Engineering an integrated platform for generation of human blood stem cells from pluripotent sources
| Title | Engineering an integrated platform for generation of human blood stem cells from pluripotent sources |
|---|---|
| Acronym | MakingBlood |
| Start date | 2025-07-01 |
| End date | 2031-07-01 |
| Sponsor | European Research Council - Synergy Grant (ERC-SyG) |
| Institution | Hospital del Mar Research Institute |
Associated cell lines
- BIONi010-C-13 (BIONi010-C + NGN2 #I7-26)
- ESi086-A (CBiPS8-3F-4)
- SANi001-A (MIP 9 cl.25, MML-7143-Cl1)
- SANi002-A (MIP 10 cl.9, MML-10356-Cl2)
- SANi003-A (MEE630.cl5)
- SANi003-B (MEE630.cl4)
- SANi004-A (MEL 7, MEL1171.cl7)
- SANi005-A (BEL20 Cl.8)
- SANi006-A (GPS clone 6, PE2S.GPS38.cl6)

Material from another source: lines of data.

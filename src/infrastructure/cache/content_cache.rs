// Copyright (c) 2025 Kirky.X
//
// Licensed under the MIT License
// See LICENSE file in the project root for full license information.

use bytes::Bytes;
use dashmap::DashMap;
use metrics::counter;
use serde::{Deserialize, Serialize};
use sha2::{Digest, Sha256};
use std::collections::HashMap;
use std::path::{Path, PathBuf};
use std::sync::atomic::{AtomicU64, Ordering};
use std::sync::Arc;
use tokio::fs;
use tokio::sync::Mutex;
use tracing::debug;

use crate::infrastructure::metrics::CACHE_LOOKUPS_TOTAL;
use crate::utils::errors::CacheError;

/// 持久化索引文件名
pub const INDEX_FILE_NAME: &str = "index.json";

/// 缓存命中结果
#[derive(Debug, Clone)]
pub struct CacheHit {
    pub content_hash: String,
    pub content: Bytes,
}

/// 缓存统计
#[derive(Debug, Clone, Copy, PartialEq, Serialize, Deserialize)]
pub struct CacheStats {
    pub hits: u64,
    pub misses: u64,
    pub total: u64,
    /// 命中率（0.0-1.0），无请求时为0
    pub hit_rate: f64,
}

#[derive(Debug, Default, Serialize, Deserialize)]
struct PersistedIndex {
    urls: HashMap<String, String>,
}

/// 内容寻址缓存
///
/// 载荷按内容摘要存放在 `<dir>/<hash[0..2]>/<hash[2..4]>/<hash>`，
/// 相同内容无论对应多少个URL都只写入一次。
/// URL到摘要的索引默认只存在于内存中，开启 `persist_index` 后
/// 会从 `index.json` 加载并在 [`ContentCache::flush_index`] 时写回。
pub struct ContentCache {
    cache_dir: PathBuf,
    url_to_hash: DashMap<String, String>,
    hits: AtomicU64,
    misses: AtomicU64,
    /// 每个摘要一把写锁，不同内容的写入互不阻塞
    write_locks: DashMap<String, Arc<Mutex<()>>>,
    persist_index: bool,
}

impl ContentCache {
    /// 打开缓存目录
    ///
    /// # 参数
    ///
    /// * `cache_dir` - 缓存根目录，不存在时会被创建
    /// * `persist_index` - 是否跨进程保留URL索引
    ///
    /// # 返回值
    ///
    /// * `Ok(ContentCache)` - 缓存实例
    /// * `Err(CacheError)` - 目录创建或索引读取失败
    pub async fn open(
        cache_dir: impl Into<PathBuf>,
        persist_index: bool,
    ) -> Result<Self, CacheError> {
        let cache_dir = cache_dir.into();
        fs::create_dir_all(&cache_dir).await?;

        let url_to_hash = DashMap::new();
        if persist_index {
            let index_path = cache_dir.join(INDEX_FILE_NAME);
            match fs::read(&index_path).await {
                Ok(raw) => {
                    let index: PersistedIndex = serde_json::from_slice(&raw)?;
                    debug!("Loaded {} cached URLs from {:?}", index.urls.len(), index_path);
                    for (url, hash) in index.urls {
                        url_to_hash.insert(url, hash);
                    }
                }
                Err(e) if e.kind() == std::io::ErrorKind::NotFound => {}
                Err(e) => return Err(CacheError::Io(e)),
            }
        }

        Ok(Self {
            cache_dir,
            url_to_hash,
            hits: AtomicU64::new(0),
            misses: AtomicU64::new(0),
            write_locks: DashMap::new(),
            persist_index,
        })
    }

    /// 计算内容的SHA-256十六进制摘要
    pub fn hash_content(content: &[u8]) -> String {
        hex::encode(Sha256::digest(content))
    }

    /// 摘要对应的载荷路径
    pub fn cache_path(&self, content_hash: &str) -> PathBuf {
        let first = content_hash.get(..2).unwrap_or("__");
        let second = content_hash.get(2..4).unwrap_or("__");
        self.cache_dir.join(first).join(second).join(content_hash)
    }

    pub fn cache_dir(&self) -> &Path {
        &self.cache_dir
    }

    /// URL当前映射到的摘要
    pub fn hash_for(&self, url: &str) -> Option<String> {
        self.url_to_hash.get(url).map(|entry| entry.value().clone())
    }

    /// 查询URL是否已缓存
    ///
    /// 只有本实例（或已加载的持久化索引）记录过的URL才算命中，
    /// 每次调用都会增加命中或未命中计数
    pub async fn lookup(&self, url: &str) -> Result<Option<CacheHit>, CacheError> {
        if let Some(content_hash) = self.hash_for(url) {
            match fs::read(self.cache_path(&content_hash)).await {
                Ok(data) => {
                    self.hits.fetch_add(1, Ordering::Relaxed);
                    counter!(CACHE_LOOKUPS_TOTAL, "result" => "hit").increment(1);
                    debug!("Cache HIT: {}", url);
                    return Ok(Some(CacheHit {
                        content_hash,
                        content: Bytes::from(data),
                    }));
                }
                Err(e) if e.kind() == std::io::ErrorKind::NotFound => {}
                Err(e) => return Err(CacheError::Io(e)),
            }
        }

        self.misses.fetch_add(1, Ordering::Relaxed);
        counter!(CACHE_LOOKUPS_TOTAL, "result" => "miss").increment(1);
        Ok(None)
    }

    /// 存储内容并返回其摘要
    ///
    /// 载荷文件已存在时不会再次写入
    pub async fn store(&self, url: &str, content: &[u8]) -> Result<String, CacheError> {
        let content_hash = Self::hash_content(content);
        let path = self.cache_path(&content_hash);

        {
            let lock = self.payload_lock(&content_hash);
            let _guard = lock.lock().await;
            if fs::try_exists(&path).await? {
                debug!("Content already cached (duplicate): {}", &content_hash[..8]);
            } else {
                if let Some(parent) = path.parent() {
                    fs::create_dir_all(parent).await?;
                }
                fs::write(&path, content).await?;
                debug!("Cached: {} -> {}", url, &content_hash[..8]);
            }
        }

        self.url_to_hash.insert(url.to_string(), content_hash.clone());
        Ok(content_hash)
    }

    fn payload_lock(&self, content_hash: &str) -> Arc<Mutex<()>> {
        self.write_locks
            .entry(content_hash.to_string())
            .or_insert_with(|| Arc::new(Mutex::new(())))
            .clone()
    }

    pub fn stats(&self) -> CacheStats {
        let hits = self.hits.load(Ordering::Relaxed);
        let misses = self.misses.load(Ordering::Relaxed);
        let total = hits + misses;
        let hit_rate = if total > 0 {
            hits as f64 / total as f64
        } else {
            0.0
        };
        CacheStats {
            hits,
            misses,
            total,
            hit_rate,
        }
    }

    /// 将URL索引写回 `index.json`（未开启持久化时为空操作）
    pub async fn flush_index(&self) -> Result<(), CacheError> {
        if !self.persist_index {
            return Ok(());
        }
        let index = PersistedIndex {
            urls: self
                .url_to_hash
                .iter()
                .map(|entry| (entry.key().clone(), entry.value().clone()))
                .collect(),
        };
        let raw = serde_json::to_vec_pretty(&index)?;
        fs::write(self.cache_dir.join(INDEX_FILE_NAME), raw).await?;
        Ok(())
    }
}

#[cfg(test)]
#[path = "content_cache_test.rs"]
mod tests;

- SANi007-A (ELA2 clone 9, PE2S.ELA239.cl9)
- SANi008-A (LYST clone 6, PE2S.LYST40.cl6)
- SANi009-A (HPS2 clone 2, PBL.HPS241.cl2)

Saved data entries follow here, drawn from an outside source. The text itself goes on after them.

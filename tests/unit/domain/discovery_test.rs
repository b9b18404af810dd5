// Copyright (c) 2025 Kirky.X
//
// Licensed under the MIT License
// See LICENSE file in the project root for full license information.

use serde_json::json;
use topicrawl::domain::models::discovery::{DiscoveredUrl, DiscoveryResult, PRIORITY_DEFAULT};

#[test]
fn test_basic_discovery_entry_deserializes() {
    // Basic files carry topic_id/topic_name per entry and may omit priority
    let raw = json!({
        "url": "https://example.com/guide",
        "title": "Guide",
        "snippet": null,
        "query": "heat pump design guide",
        "topic_id": 3,
        "topic_name": "Heat Pumps"
    });

    let entry: DiscoveredUrl = serde_json::from_value(raw).unwrap();

    assert_eq!(entry.url, "https://example.com/guide");
    assert_eq!(entry.title.as_deref(), Some("Guide"));
    assert!(entry.snippet.is_none());
    assert_eq!(entry.source_query, "heat pump design guide");
    assert_eq!(entry.priority_rank, PRIORITY_DEFAULT);
    assert!(!entry.is_priority());
}

#[test]
fn test_discovery_result_file_shape() {
    let result = DiscoveryResult::new(12, "Solar PV".to_string(), "energy".to_string(), Vec::new());

    let value = serde_json::to_value(&result).unwrap();

    for key in ["tech_id", "tech_name", "category", "count", "urls", "discovered_at"] {
        assert!(value.get(key).is_some(), "missing {}", key);
    }
    assert_eq!(value["count"], 0);

    let back: DiscoveryResult = serde_json::from_value(value).unwrap();
    assert_eq!(back.tech_id, 12);
    assert_eq!(back.discovered_at, result.discovered_at);
}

- SANi010-A (PBL.5486.cl3, WT-30 clone 3)
Project Description
Life-saving blood cell replacement depends on voluntary donors. Availability is a challenge for specific groups, and 25% of patients needing blood stem cell transplants lack a compatible donor. The ideal alternative is clinical-scale production of Haematopoietic Stem Cells (HSC) from laboratory-maintained tissue-compatible sources, to provide an off-the-shelf source of blood cells. HSC are generated in the aorta/gonad/mesonephros region of the embryo, expand in the foetal liver, and are maintained in the bone marrow of adults. Current attempts to generate HSC in vitro do not consider the changing cellular, chemical, and physical characteristics of the different environments met by HSC in vivo from embryo to adult, and have been unable to reliably produce functional HSC. MakingBlood aims to establish a proof-of-concept platform for robust generation of human HSC from pluripotent stem cells by developing a self-organising gastruloid model of embryonic HSC generation without genetic manipulation, and successively recapitulating the natural foetal and adult HSC development environments. MakingBlood brings together an expert in HSC embryonic development, a national blood bank research director with expertise in adult HSC, an expert in molecular regulation of cell fate choices, and a bioengineer with expertise in mechanical and chemical integration for tissue production to deliver this breakthrough platform. By using state-of-the-art technology and multidisciplinary approaches, we will systematically detangle cellular, chemical, and physical properties of natural HSC generation, amplification and maintenance microenvironments, and iteratively identify essential elements that enable and promote HSC function. We will integrate key elements into modular scalable engineered niches to establish a HSC production platform, which can be developed as a bioreactor for on-demand blood production, and eventually replace donations as the clinical source of HSC and mature blood cells.